**GIVEN DATA**
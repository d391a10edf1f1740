use anyhow::{bail, Context, Result};
use serde::Deserialize;
use std::path::{Path, PathBuf};
use std::time::Duration;

pub const DEFAULT_WS_URL: &str = "wss://socket.polygon.io/crypto";
pub const DEFAULT_CONFIG_PATH: &str = "config/default.toml";

#[derive(Debug, Clone, Default, Deserialize)]
#[serde(default)]
pub struct Config {
    pub stream: StreamConfig,
    pub scanner: ScannerConfig,
    pub sink: SinkConfig,
    pub logging: LoggingConfig,
}

#[derive(Debug, Clone, Deserialize)]
#[serde(default)]
pub struct StreamConfig {
    pub ws_url: String,
    /// Wildcard or comma-joined channel list sent as the `subscribe` params.
    pub subscription: String,
    /// When non-empty, overrides `subscription` with `<trade_event>.<symbol>` channels.
    pub symbols: Vec<String>,
    pub trade_event: String,
    pub wait_for_auth_ack: bool,
    pub subscribe_delay_ms: u64,
    pub auth_timeout_ms: u64,
    pub keepalive_secs: u64,
    pub tick_channel_capacity: usize,
    pub reconnect: ReconnectConfig,
    #[serde(skip)]
    pub api_key: String,
}

impl Default for StreamConfig {
    fn default() -> Self {
        Self {
            ws_url: DEFAULT_WS_URL.to_string(),
            subscription: "XT.*".to_string(),
            symbols: Vec::new(),
            trade_event: "XT".to_string(),
            wait_for_auth_ack: true,
            subscribe_delay_ms: 200,
            auth_timeout_ms: 5_000,
            keepalive_secs: 30,
            tick_channel_capacity: 1024,
            reconnect: ReconnectConfig::default(),
            api_key: String::new(),
        }
    }
}

#[derive(Debug, Clone, Deserialize)]
#[serde(default)]
pub struct ReconnectConfig {
    pub initial_delay_ms: u64,
    pub max_delay_ms: u64,
    pub factor: f64,
}

impl Default for ReconnectConfig {
    fn default() -> Self {
        Self {
            initial_delay_ms: 1_000,
            max_delay_ms: 60_000,
            factor: 2.0,
        }
    }
}

#[derive(Debug, Clone, Deserialize)]
#[serde(default)]
pub struct ScannerConfig {
    pub volume_threshold: f64,
    pub history_len: usize,
    pub warmup_len: usize,
    /// Clear all instrument state when the UTC date of arriving ticks changes.
    pub daily_reset: bool,
    pub alert_channel_capacity: usize,
}

impl Default for ScannerConfig {
    fn default() -> Self {
        Self {
            volume_threshold: crate::classifier::DEFAULT_VOLUME_THRESHOLD,
            history_len: crate::tracker::volume::DEFAULT_HISTORY_LEN,
            warmup_len: crate::tracker::volume::DEFAULT_WARMUP_LEN,
            daily_reset: true,
            alert_channel_capacity: 256,
        }
    }
}

#[derive(Debug, Clone, Deserialize)]
#[serde(default)]
pub struct SinkConfig {
    pub sqlite_path: Option<String>,
    pub supabase_table: String,
    pub http_timeout_secs: u64,
    #[serde(skip)]
    pub supabase: Option<SupabaseCredentials>,
    #[serde(skip)]
    pub telegram: Option<TelegramCredentials>,
}

impl Default for SinkConfig {
    fn default() -> Self {
        Self {
            sqlite_path: Some("data/alerts.sqlite".to_string()),
            supabase_table: "crypto_alerts".to_string(),
            http_timeout_secs: 10,
            supabase: None,
            telegram: None,
        }
    }
}

#[derive(Debug, Clone)]
pub struct SupabaseCredentials {
    pub url: String,
    pub service_role_key: String,
}

#[derive(Debug, Clone)]
pub struct TelegramCredentials {
    pub bot_token: String,
    pub chat_id: String,
}

#[derive(Debug, Clone, Deserialize)]
#[serde(default)]
pub struct LoggingConfig {
    pub level: String,
    pub json: bool,
    pub file: Option<String>,
}

impl Default for LoggingConfig {
    fn default() -> Self {
        Self {
            level: "info".to_string(),
            json: false,
            file: None,
        }
    }
}

impl StreamConfig {
    pub fn subscription_params(&self) -> String {
        if self.symbols.is_empty() {
            return self.subscription.trim().to_string();
        }
        self.symbols
            .iter()
            .map(|s| s.trim())
            .filter(|s| !s.is_empty())
            .map(|s| {
                if s.contains('.') {
                    s.to_string()
                } else {
                    format!("{}.{}", self.trade_event, s.to_ascii_uppercase())
                }
            })
            .collect::<Vec<_>>()
            .join(",")
    }

    pub fn keepalive_interval(&self) -> Option<Duration> {
        (self.keepalive_secs > 0).then(|| Duration::from_secs(self.keepalive_secs))
    }
}

impl Config {
    pub fn load() -> Result<Self> {
        dotenvy::dotenv().ok();

        let explicit = std::env::var("SCANNER_CONFIG").ok();
        let config_path = explicit
            .as_deref()
            .map(PathBuf::from)
            .unwrap_or_else(|| PathBuf::from(DEFAULT_CONFIG_PATH));

        let mut config = if config_path.exists() {
            Self::from_file(&config_path)?
        } else if explicit.is_some() {
            bail!("config file {} does not exist", config_path.display());
        } else {
            Config::default()
        };

        config.apply_env(|key| std::env::var(key).ok())?;
        config.validate()?;
        Ok(config)
    }

    pub fn from_file(path: &Path) -> Result<Self> {
        let config_str = std::fs::read_to_string(path)
            .with_context(|| format!("failed to read {}", path.display()))?;
        toml::from_str(&config_str).with_context(|| format!("failed to parse {}", path.display()))
    }

    /// Fill secrets and endpoint overrides from an environment lookup.
    pub fn apply_env<F>(&mut self, lookup: F) -> Result<()>
    where
        F: Fn(&str) -> Option<String>,
    {
        let non_empty = |key: &str| lookup(key).filter(|v| !v.trim().is_empty());

        self.stream.api_key =
            non_empty("POLYGON_API_KEY").context("POLYGON_API_KEY not set in .env or environment")?;
        if let Some(url) = non_empty("POLYGON_WS_URL") {
            self.stream.ws_url = url;
        }

        self.sink.supabase = match (non_empty("SUPABASE_URL"), non_empty("SUPABASE_SERVICE_ROLE_KEY")) {
            (Some(url), Some(service_role_key)) => Some(SupabaseCredentials {
                url: url.trim_end_matches('/').to_string(),
                service_role_key,
            }),
            (None, None) => None,
            _ => bail!("SUPABASE_URL and SUPABASE_SERVICE_ROLE_KEY must be set together"),
        };

        self.sink.telegram = match (non_empty("TELEGRAM_BOT_TOKEN"), non_empty("TELEGRAM_CHAT_ID")) {
            (Some(bot_token), Some(chat_id)) => Some(TelegramCredentials { bot_token, chat_id }),
            (None, None) => None,
            _ => bail!("TELEGRAM_BOT_TOKEN and TELEGRAM_CHAT_ID must be set together"),
        };

        Ok(())
    }

    pub fn validate(&self) -> Result<()> {
        let url = url::Url::parse(&self.stream.ws_url)
            .with_context(|| format!("invalid stream.ws_url '{}'", self.stream.ws_url))?;
        if !matches!(url.scheme(), "ws" | "wss") {
            bail!("stream.ws_url must use ws:// or wss://, got '{}'", url.scheme());
        }
        if self.stream.subscription_params().is_empty() {
            bail!("stream.subscription and stream.symbols are both empty");
        }
        if self.stream.trade_event.trim().is_empty() {
            bail!("stream.trade_event must not be empty");
        }
        if self.stream.tick_channel_capacity == 0 || self.scanner.alert_channel_capacity == 0 {
            bail!("channel capacities must be > 0");
        }

        let reconnect = &self.stream.reconnect;
        if reconnect.initial_delay_ms == 0 || reconnect.max_delay_ms < reconnect.initial_delay_ms {
            bail!("stream.reconnect delays must satisfy 0 < initial_delay_ms <= max_delay_ms");
        }
        if !(reconnect.factor >= 1.0 && reconnect.factor.is_finite()) {
            bail!("stream.reconnect.factor must be >= 1.0");
        }

        let scanner = &self.scanner;
        if !(scanner.volume_threshold > 0.0 && scanner.volume_threshold.is_finite()) {
            bail!("scanner.volume_threshold must be a positive number");
        }
        if scanner.history_len == 0 {
            bail!("scanner.history_len must be > 0");
        }
        if scanner.warmup_len == 0 || scanner.warmup_len > scanner.history_len {
            bail!(
                "scanner.warmup_len must be within 1..={}",
                scanner.history_len
            );
        }
        Ok(())
    }
}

**ACTIVITY**
Across all the records above, count the lines that contain "format" and reply with only the number.

**TASK RESULT**
4